COPD診療におけるモストグラフの有用性の検討
齋木晴子1),畑地 治1),鈴木勇太1),坂口 直1),伊藤健太郎1),西井洋一1),小林 哲2),田口 修1,3)(松阪市民病院呼吸器センター1),三重大学呼吸器内科2),三重大学付属病院保健管理センター3)

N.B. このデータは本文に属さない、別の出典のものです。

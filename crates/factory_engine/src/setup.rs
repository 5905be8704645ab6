//! Rental-to-battle setup.
//!
//! A Battle Factory rental is a compact descriptor: species, four moves, a
//! held item, a nature, a six-bit EV spread, and an ability slot. Setup
//! expands it into battle-ready state: a computed stat block, a fresh
//! `MonState`, a neutral `SlotState`, and the `ActiveMon` view the damage
//! kernel reads.

use crate::calc::{self, StatBlock};
use crate::items::ItemId;
use crate::moves::{get_move_data, MoveId};
use crate::natures::NatureId;
use crate::species::{get_species_data, AbilityId, SpeciesId};
use crate::state::{ActiveMon, MonState, SlotState};

/// Every factory rental has perfect IVs.
pub const RENTAL_IV: u8 = 31;

/// Total EVs distributed across the flagged stats.
pub const RENTAL_EV_BUDGET: u16 = 510;

/// Which stats receive EVs, one bit each, ordered
/// HP, Atk, Def, SpAtk, SpDef, Spd.
#[derive(Debug, Clone, Copy, Default, PartialEq, Eq)]
pub struct EvSpread(pub u8);

impl EvSpread {
    pub const HP: EvSpread = EvSpread(1 << 0);
    pub const ATK: EvSpread = EvSpread(1 << 1);
    pub const DEF: EvSpread = EvSpread(1 << 2);
    pub const SP_ATK: EvSpread = EvSpread(1 << 3);
    pub const SP_DEF: EvSpread = EvSpread(1 << 4);
    pub const SPD: EvSpread = EvSpread(1 << 5);

    #[inline]
    pub const fn union(self, other: EvSpread) -> EvSpread {
        EvSpread(self.0 | other.0)
    }

    #[inline]
    const fn flagged(self, bit: u8) -> bool {
        self.0 & (1 << bit) != 0
    }

    /// Expand the flags into per-stat EV values: `k` flagged stats receive
    /// `min(510 / k, 255)` each; unflagged stats receive zero.
    pub fn expand(self) -> [u8; 6] {
        let count = (self.0 & 0x3F).count_ones() as u16;
        if count == 0 {
            return [0; 6];
        }
        let per_stat = (RENTAL_EV_BUDGET / count).min(255) as u8;
        let mut evs = [0u8; 6];
        for (bit, ev) in evs.iter_mut().enumerate() {
            if self.flagged(bit as u8) {
                *ev = per_stat;
            }
        }
        evs
    }
}

/// The rental descriptor a factory round deals out.
#[derive(Debug, Clone, Copy)]
pub struct Rental {
    pub species: SpeciesId,
    pub moves: [MoveId; 4],
    pub held_item: ItemId,
    pub nature: NatureId,
    pub ev_spread: EvSpread,
    /// 0 selects the species' first ability, 1 the second (falling back to
    /// the first when there is no second).
    pub ability_slot: u8,
}

/// Battle-ready expansion of one rental.
#[derive(Debug, Clone, Copy)]
pub struct RentalSetup {
    pub mon: MonState,
    pub slot: SlotState,
    pub active: ActiveMon,
    pub stats: StatBlock,
    pub ability: AbilityId,
}

pub fn setup_rental(rental: &Rental, level: u8) -> RentalSetup {
    let species = get_species_data(rental.species);

    let ivs = [RENTAL_IV; 6];
    let evs = rental.ev_spread.expand();
    let force_one_hp = rental.species == SpeciesId::Shedinja;

    let stats = calc::calc_stat_block(
        &species.base_stats,
        &ivs,
        &evs,
        level,
        rental.nature,
        force_one_hp,
    );

    let mut pp = [0u8; 4];
    for (slot, move_id) in rental.moves.iter().enumerate() {
        pp[slot] = get_move_data(*move_id).pp;
    }

    let mon = MonState {
        current_hp: stats.hp,
        max_hp: stats.hp,
        pp,
        ..MonState::default()
    };

    let slot = SlotState {
        held_item: rental.held_item,
        ..SlotState::default()
    };

    let ability = if rental.ability_slot == 0 || species.ability2 == AbilityId::None {
        species.ability1
    } else {
        species.ability2
    };

    let active = ActiveMon {
        species: rental.species,
        ability,
        level,
        attack: stats.attack,
        defense: stats.defense,
        sp_attack: stats.sp_attack,
        sp_defense: stats.sp_defense,
        speed: stats.speed,
        type1: species.type1,
        type2: species.type2,
    };

    RentalSetup {
        mon,
        slot,
        active,
        stats,
        ability,
    }
}

#[cfg(test)]
mod tests {
    use super::*;

    #[test]
    fn ev_spread_splits_the_budget() {
        // Two stats: 255 each.
        let two = EvSpread::ATK.union(EvSpread::SPD).expand();
        assert_eq!(two[1], 255);
        assert_eq!(two[5], 255);
        assert_eq!(two[0], 0);

        // Three stats: 170 each.
        let three = EvSpread::HP.union(EvSpread::DEF).union(EvSpread::SP_DEF).expand();
        assert_eq!(three[0], 170);
        assert_eq!(three[2], 170);
        assert_eq!(three[4], 170);

        // One stat caps at 255.
        assert_eq!(EvSpread::HP.expand()[0], 255);

        // No flags, no EVs.
        assert_eq!(EvSpread::default().expand(), [0; 6]);
    }

    #[test]
    fn setup_fills_hp_pp_and_active_view() {
        let rental = Rental {
            species: SpeciesId::Blastoise,
            moves: [
                MoveId::Surf,
                MoveId::IceBeam,
                MoveId::Protect,
                MoveId::Tackle,
            ],
            held_item: ItemId::Leftovers,
            nature: NatureId::Modest,
            ev_spread: EvSpread::HP.union(EvSpread::SP_ATK),
            ability_slot: 0,
        };
        let setup = setup_rental(&rental, 50);

        assert_eq!(setup.mon.current_hp, setup.mon.max_hp);
        assert_eq!(setup.mon.pp[0], 15);
        assert_eq!(setup.mon.pp[2], 10);
        assert_eq!(setup.slot.held_item, ItemId::Leftovers);
        assert_eq!(setup.active.level, 50);
        assert_eq!(setup.active.type1, crate::types::Type::Water);
        assert_eq!(setup.ability, AbilityId::Torrent);
        // Modest trades attack for special attack.
        assert!(setup.active.sp_attack > setup.active.attack);
    }

    #[test]
    fn shedinja_is_pinned_to_one_hp() {
        let rental = Rental {
            species: SpeciesId::Shedinja,
            moves: [MoveId::ShadowBall; 4],
            held_item: ItemId::None,
            nature: NatureId::Adamant,
            ev_spread: EvSpread::ATK,
            ability_slot: 0,
        };
        let setup = setup_rental(&rental, 50);
        assert_eq!(setup.mon.max_hp, 1);
    }

    #[test]
    fn ability_slot_two_falls_back_when_absent() {
        let farfetchd = Rental {
            species: SpeciesId::Farfetchd,
            moves: [MoveId::Slash; 4],
            held_item: ItemId::Stick,
            nature: NatureId::Jolly,
            ev_spread: EvSpread::ATK.union(EvSpread::SPD),
            ability_slot: 1,
        };
        assert_eq!(setup_rental(&farfetchd, 50).ability, AbilityId::InnerFocus);

        let gengar = Rental {
            species: SpeciesId::Gengar,
            moves: [MoveId::ShadowBall; 4],
            held_item: ItemId::None,
            nature: NatureId::Timid,
            ev_spread: EvSpread::SP_ATK.union(EvSpread::SPD),
            ability_slot: 1,
        };
        // Gengar has no second ability: fall back to the first.
        assert_eq!(setup_rental(&gengar, 50).ability, AbilityId::Levitate);
    }
}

【目的】安静時の呼吸メカニクスを評価するモストグラフは,喘息やCOPDの補助診断や治療効果判定としての有用性が報告されている.今回COPD患者におけるスパイロメトリーとモストグラフの相関関係,モストグラフの各指標の経年変化を評価した.【方法】2016年8月1日から8月31日の期間に当院を受診したCOPD患者で,1年以上の通院歴がある80名について,モストグラフ及びスパイロメトリーの各指標の相関関係を後方視的に検討した.【結果】男性/女性=74名/6名,平均年齢70.4歳であった.病期は1期10名,2期22名,3期34名,4期14名であった.スパイロメトリーとモストグラフの各指標は全体的に相関し,特に1秒量,%1秒量とFresは良好な相関を示した(r=-0.790,p<0.001,r=-0.741,p<0.001).経年的な変化の評価では,呼吸リアクタンスの指標であるX5,Fres,ALXの変化と1秒量,%1秒量の低下が有意に相関していた(p<0.001).【結論】COPD患者において,スパイロメトリーとモストグラフの各指標は有意に相関しており,特にFresは絶対値,経年変化とも1秒量,%1秒量と良好に相関しており,COPD診療に有用である可能性が示された.